TASK DESCRIPTION: Say how many lines in the entries below have the word "Debug" in them, giving only the number.

Data extracted from a collection
============

//! Injected analytics capability.
//!
//! The core never talks to a telemetry vendor directly. Callers hand it an
//! [`Analytics`] implementation; every method is fire-and-forget and must not
//! fail or block the flow that emitted the event.

use std::collections::BTreeMap;
use std::sync::{Arc, Mutex};

use chrono::{DateTime, Utc};
use serde::Serialize;
use serde_json::Value;

use crate::points::ParkingPoint;

/// A named analytics event with an optional key-value payload.
#[derive(Debug, Clone, PartialEq, Serialize)]
pub struct AnalyticsEvent {
    pub action: String,
    pub category: String,
    pub label: Option<String>,
    pub value: Option<f64>,
    pub payload: BTreeMap<String, Value>,
    pub occurred_at: DateTime<Utc>,
}

impl AnalyticsEvent {
    #[must_use]
    pub fn new(action: impl Into<String>, category: impl Into<String>) -> Self {
        Self {
            action: action.into(),
            category: category.into(),
            label: None,
            value: None,
            payload: BTreeMap::new(),
            occurred_at: Utc::now(),
        }
    }

    #[must_use]
    pub fn with_label(mut self, label: impl Into<String>) -> Self {
        self.label = Some(label.into());
        self
    }

    #[must_use]
    pub fn with_value(mut self, value: f64) -> Self {
        self.value = Some(value);
        self
    }

    #[must_use]
    pub fn with_field(mut self, key: impl Into<String>, value: impl Into<Value>) -> Self {
        self.payload.insert(key.into(), value.into());
        self
    }
}

pub trait Analytics: Send + Sync {
    fn track_event(&self, event: AnalyticsEvent);

    fn track_page_view(&self, page: &str);
}

pub type SharedAnalytics = Arc<dyn Analytics>;

/// Emits events as structured `tracing` records under the `hkmp::analytics` target.
#[derive(Debug, Default, Clone, Copy)]
pub struct TracingAnalytics;

impl Analytics for TracingAnalytics {
    fn track_event(&self, event: AnalyticsEvent) {
        let payload = serde_json::to_string(&event.payload).unwrap_or_default();
        tracing::info!(
            target: "hkmp::analytics",
            action = %event.action,
            category = %event.category,
            label = event.label.as_deref().unwrap_or(""),
            value = event.value,
            payload = %payload,
            "analytics event"
        );
    }

    fn track_page_view(&self, page: &str) {
        tracing::info!(target: "hkmp::analytics", page, "page view");
    }
}

#[derive(Debug, Default, Clone, Copy)]
pub struct NoopAnalytics;

impl Analytics for NoopAnalytics {
    fn track_event(&self, _event: AnalyticsEvent) {}

    fn track_page_view(&self, _page: &str) {}
}

/// Keeps every event in memory. Handy for tests and for dumping a session summary.
#[derive(Debug, Default)]
pub struct MemoryAnalytics {
    events: Mutex<Vec<AnalyticsEvent>>,
    page_views: Mutex<Vec<String>>,
}

impl MemoryAnalytics {
    #[must_use]
    pub fn new() -> Self {
        Self::default()
    }

    #[must_use]
    pub fn events(&self) -> Vec<AnalyticsEvent> {
        self.events
            .lock()
            .map(|events| events.clone())
            .unwrap_or_default()
    }

    #[must_use]
    pub fn actions(&self) -> Vec<String> {
        self.events().into_iter().map(|e| e.action).collect()
    }

    #[must_use]
    pub fn page_views(&self) -> Vec<String> {
        self.page_views
            .lock()
            .map(|pages| pages.clone())
            .unwrap_or_default()
    }
}

impl Analytics for MemoryAnalytics {
    fn track_event(&self, event: AnalyticsEvent) {
        // A poisoned lock drops the event rather than propagating the panic.
        if let Ok(mut events) = self.events.lock() {
            events.push(event);
        }
    }

    fn track_page_view(&self, page: &str) {
        if let Ok(mut pages) = self.page_views.lock() {
            pages.push(page.to_owned());
        }
    }
}

pub fn track_user_location(sink: &dyn Analytics, latitude: f64, longitude: f64) {
    sink.track_event(
        AnalyticsEvent::new("user_location", "geolocation")
            .with_label(format!("{latitude},{longitude}"))
            .with_field("lat", latitude)
            .with_field("lng", longitude),
    );
}

pub fn track_parking_search(sink: &dyn Analytics, search_term: &str) {
    sink.track_event(
        AnalyticsEvent::new("search", "parking_location")
            .with_label(search_term)
            .with_field("search_term", search_term),
    );
}

pub fn track_navigation_click(sink: &dyn Analytics, provider: &str, point: &ParkingPoint) {
    sink.track_event(
        AnalyticsEvent::new("navigation_click", "map_interaction")
            .with_label(provider)
            .with_field("app_name", provider)
            .with_field("lat", point.latitude)
            .with_field("lng", point.longitude),
    );
}

/// Records load duration and marker count as two events, matching how the
/// dashboards split them.
pub fn track_kml_load_performance(sink: &dyn Analytics, load_time_ms: f64, marker_count: usize) {
    sink.track_event(
        AnalyticsEvent::new("kml_load_time", "performance")
            .with_label("load_duration")
            .with_value(load_time_ms),
    );
    #[allow(clippy::cast_precision_loss)]
    let marker_count = marker_count as f64;
    sink.track_event(
        AnalyticsEvent::new("marker_count", "data_loading")
            .with_label("total_markers")
            .with_value(marker_count),
    );
}

pub fn track_error(sink: &dyn Analytics, error: &str, context: &str) {
    sink.track_event(
        AnalyticsEvent::new("error", "application")
            .with_label(format!("{context}: {error}"))
            .with_field("error", error)
            .with_field("context", context),
    );
}

pub fn track_performance(sink: &dyn Analytics, metric: &str, value: f64) {
    sink.track_event(
        AnalyticsEvent::new("performance", "timing")
            .with_label(metric)
            .with_value(value),
    );
}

============

RESPONSE: 4